It is nice to travel from A to B in you own car, unless you are on Boulevard Dondukov in the Bulgarian capital Sofia. Like the surface of the Moon, that street will shake any driver or passenger like a daiquiri. The same applies to tram passengers. When they reach their destination, they will feel like a Margarita on crushed ice. Shaken, not stirred.
Boulevard Dondukov is terrible. The state of it is. But that will change. Starting on June 1st, it will be refurbished. At this stage, it is unclear where the tram lines 20, 22 and 23 will go during the road work. But, whatever will happen on Dondukov has to happen.
The repair work on Boulevard Dondukov will be only one of a total of eight construction sites in Sofia, this summer. And that number does not include the ongoing construction of the third Metro line.

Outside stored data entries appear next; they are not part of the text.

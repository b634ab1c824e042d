use super::MetricsRecord;
use crate::error::ParseError;
use serde::{
    Deserialize,
    Serialize,
};
use std::str::FromStr;

/// RAM and swap usage in MiB, as printed by `free -m`:
///
/// ```text
///               total        used        free      shared  buff/cache   available
/// Mem:          31753        2772       14548          74       14432       28411
/// Swap:         20475           0       20475
/// ```
#[derive(Debug, Clone, Copy, Default, PartialEq, Eq, Serialize, Deserialize)]
pub struct MemoryReport {
    pub total_mem: u64,
    pub used_mem: u64,
    pub free_mem: u64,
    pub shared: u64,
    pub buffers_cache: u64,
    pub available: u64,
    pub total_swap: u64,
    pub used_swap: u64,
    pub free_swap: u64,
}

impl MemoryReport {
    pub const FIELDS: [&'static str; 9] = [
        "total_mem",
        "used_mem",
        "free_mem",
        "shared",
        "buffers_cache",
        "available",
        "total_swap",
        "used_swap",
        "free_swap",
    ];
}

/// Returns the integer columns 1..=N of line `index`, which has to start with `label`.
fn columns<const N: usize>(report: &str, index: usize, label: &'static str) -> Result<[u64; N], ParseError> {
    let line = report
        .lines()
        .nth(index)
        .filter(|line| line.trim_start().starts_with(label))
        .ok_or(ParseError::MissingLine(label))?;
    let mut tokens = line.split_whitespace().skip(1);

    let mut values = [0; N];
    for (index, value) in values.iter_mut().enumerate() {
        let token = tokens.next().ok_or(ParseError::MissingColumn {
            line: label,
            column: index + 1,
        })?;
        *value = token.parse().map_err(|_| ParseError::NotAnInteger {
            context: "memory report",
            value: token.to_string(),
        })?;
    }
    Ok(values)
}

impl FromStr for MemoryReport {
    type Err = ParseError;

    fn from_str(report: &str) -> Result<Self, Self::Err> {
        let [total_mem, used_mem, free_mem, shared, buffers_cache, available] = columns::<6>(report, 1, "Mem:")?;
        let [total_swap, used_swap, free_swap] = columns::<3>(report, 2, "Swap:")?;
        Ok(Self {
            total_mem,
            used_mem,
            free_mem,
            shared,
            buffers_cache,
            available,
            total_swap,
            used_swap,
            free_swap,
        })
    }
}

impl From<MemoryReport> for MetricsRecord {
    fn from(report: MemoryReport) -> Self {
        let values = [
            report.total_mem,
            report.used_mem,
            report.free_mem,
            report.shared,
            report.buffers_cache,
            report.available,
            report.total_swap,
            report.used_swap,
            report.free_swap,
        ];
        MetricsRecord::from_iter(MemoryReport::FIELDS.into_iter().zip(values))
    }
}
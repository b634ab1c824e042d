use directories::ProjectDirs;
use serde::Deserialize;
use std::{
    env,
    path::PathBuf,
};

#[derive(Clone, Debug, Deserialize, Default)]
pub(super) struct AppConfig {
    #[serde(default)]
    pub(super) config_dir: PathBuf,
}

lazy_static::lazy_static! {
    static ref CONFIG_FOLDER: Option<PathBuf> = env::var("HOSTINGUARD_CONFIG_DIR")
        .ok()
        .map(PathBuf::from);
}

pub fn get_config_dir() -> PathBuf {
    if let Some(s) = CONFIG_FOLDER.clone() {
        s
    } else if let Some(proj_dirs) = project_directory() {
        proj_dirs.config_local_dir().to_path_buf()
    } else {
        PathBuf::from(".").join(".config")
    }
}

fn project_directory() -> Option<ProjectDirs> {
    ProjectDirs::from("org", "hostinguard", "hostinguard")
}
use crate::{
    error::AppError,
    router::{
        AppState,
        Site,
    },
};
use axum::{
    extract::{
        Path,
        State,
    },
    http::StatusCode,
    Json,
};
use serde::{
    Deserialize,
    Serialize,
};

#[derive(Debug, Clone, Copy, PartialEq, Eq, Serialize, Deserialize)]
#[serde(rename_all = "UPPERCASE")]
pub enum TriggerStatus {
    Success,
    Failure,
}

#[derive(Debug, Clone, PartialEq, Eq, Serialize, Deserialize)]
pub struct TriggerResponse {
    pub status: TriggerStatus,
}

impl TriggerResponse {
    pub fn success() -> Self {
        Self {
            status: TriggerStatus::Success,
        }
    }

    pub fn failure() -> Self {
        Self {
            status: TriggerStatus::Failure,
        }
    }
}

/// Collects the metrics of `site` and stores them. Only a freshly created
/// document counts as success; any other write outcome is a failure.
#[instrument(level = "info", skip(site))]
pub async fn run_collection(name: &str, site: &Site) -> Result<(StatusCode, Json<TriggerResponse>), AppError> {
    let record = site.collector.collect().await.map_err(AppError::Collection)?;
    debug!(fields = record.len(), "Collected metrics");

    let outcome = site.store.persist(record).await;
    info!(%outcome, "Metrics persisted");

    if outcome.is_created() {
        Ok((StatusCode::CREATED, Json(TriggerResponse::success())))
    } else {
        Err(AppError::Persistence(outcome))
    }
}

/// `POST /hostinguard-update`
pub async fn default_site_handler(
    State(state): State<AppState>,
) -> Result<(StatusCode, Json<TriggerResponse>), AppError> {
    let (name, site) = state.default_site()?;
    run_collection(name, site).await
}

/// `POST /{site}/hostinguard-update`
pub async fn site_handler(
    State(state): State<AppState>,
    Path(name): Path<String>,
) -> Result<(StatusCode, Json<TriggerResponse>), AppError> {
    let site = state.site(&name)?;
    run_collection(&name, site).await
}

Boulevard Todor Kableshkov in the Buxton quarter of Sofia sucks big-time as well. It may be less shaky than Boulevard Dondukov. The main problem here is traffic. Since the little market at the corner of Kabelshkov and General Stefan Toshev Street disappeared, in order to make room for some kind of a shopping center, since Kaufland opened a store up there, this boulevard is exploding. It definitely needs to be widened and repaired. And it will be.
Let’s not even mention Montevideo Street in the Ovcha Koupel neighbourhood, which houses the New Bulgarian University, a large school and lots of apartment blocks. Especially the southern part of that one does not even deserve the expression “street”. It is covered with holes as deep as asteroid craters, and its state has not improved in the past decades, during which absolutely nothing was done up there. The municipality will now do what it has to do.

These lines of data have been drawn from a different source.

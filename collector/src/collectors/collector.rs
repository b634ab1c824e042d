use crate::metrics::MetricsRecord;
use eyre::Result;
use std::{
    future::Future,
    pin::Pin,
};

/// A single source of metrics, queried once per collection run.
pub trait Collector: Send + Sync {
    /// Fetch the current values of this source
    fn collect(&self) -> Pin<Box<dyn Future<Output = Result<MetricsRecord>> + Send + '_>>;

    /// Get the name of this collector
    fn name(&self) -> &'static str;
}
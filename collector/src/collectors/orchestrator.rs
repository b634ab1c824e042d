use crate::{
    collectors::{
        AccessLogCollector,
        AnalyticsCollector,
        Collector,
        ControlPanelCollector,
        HttpTextSource,
        MemoryCollector,
        RetryPolicy,
        RetryingFetcher,
    },
    metrics::MetricsRecord,
};
use eyre::{
    Context as _,
    Result,
};
use hostinguard_config::SiteConfig;
use reqwest::Client as HttpClient;
use std::{
    future::Future,
    pin::Pin,
    sync::Arc,
};

/// Runs all collectors of a site one after the other and merges their
/// records. Any failing collector aborts the whole run: a partial record is
/// never returned.
pub struct Orchestrator {
    collectors: Vec<Box<dyn Collector>>,
}

impl Orchestrator {
    /// Collectors run, and are merged, in the given order.
    pub fn new(collectors: Vec<Box<dyn Collector>>) -> Self {
        Self { collectors }
    }

    /// Create an orchestrator with the analytics, control panel, memory and
    /// access log collectors of `site`, sharing one HTTP client.
    pub fn for_site(site: &SiteConfig, http_client: HttpClient) -> Result<Self> {
        let fetcher = RetryingFetcher::new(
            Arc::new(HttpTextSource::new(http_client.clone())),
            RetryPolicy::default(),
        );

        let collectors: Vec<Box<dyn Collector>> = vec![
            Box::new(AnalyticsCollector::new(site.analytics.clone(), http_client.clone())),
            Box::new(ControlPanelCollector::new(site.control_panel.clone(), http_client)?),
            Box::new(MemoryCollector::new(fetcher.clone(), site.static_resource.free_ep.clone())),
            Box::new(AccessLogCollector::new(fetcher, site.static_resource.logs_ep.clone())),
        ];

        Ok(Self::new(collectors))
    }

    pub fn collector_names(&self) -> Vec<&'static str> {
        self.collectors.iter().map(|collector| collector.name()).collect()
    }
}

impl Collector for Orchestrator {
    fn collect(&self) -> Pin<Box<dyn Future<Output = Result<MetricsRecord>> + Send + '_>> {
        Box::pin(async move {
            let mut records = Vec::with_capacity(self.collectors.len());

            for collector in &self.collectors {
                let record = collector
                    .collect()
                    .await
                    .wrap_err_with(|| format!("{} failed", collector.name()))?;
                debug!(collector = collector.name(), ?record, "Collected");
                records.push(record);
            }

            Ok(MetricsRecord::merge_all(records))
        })
    }

    fn name(&self) -> &'static str {
        "Orchestrator"
    }
}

There is even more. Boulevard Praga is almost undriveable. It will finally be repaired, along with even more Sofia streets, including Mayor Fandakova’s favourite: Graf Ignatiev Street. Tsarigradsko Chaussee, one of the most important routes in and out of Sofia, will be refurbished too. In this case it isn’t the first time.
Road work costs money. So do new trams, which are being ordered. According to Bulgarian language media, Sofia will spend 71 million Leva (about 36 million Euro) and some change.
All of that road work also means chaos. But it will be good chaos, since the inhabitants of Sofia will know why they will have to go through it.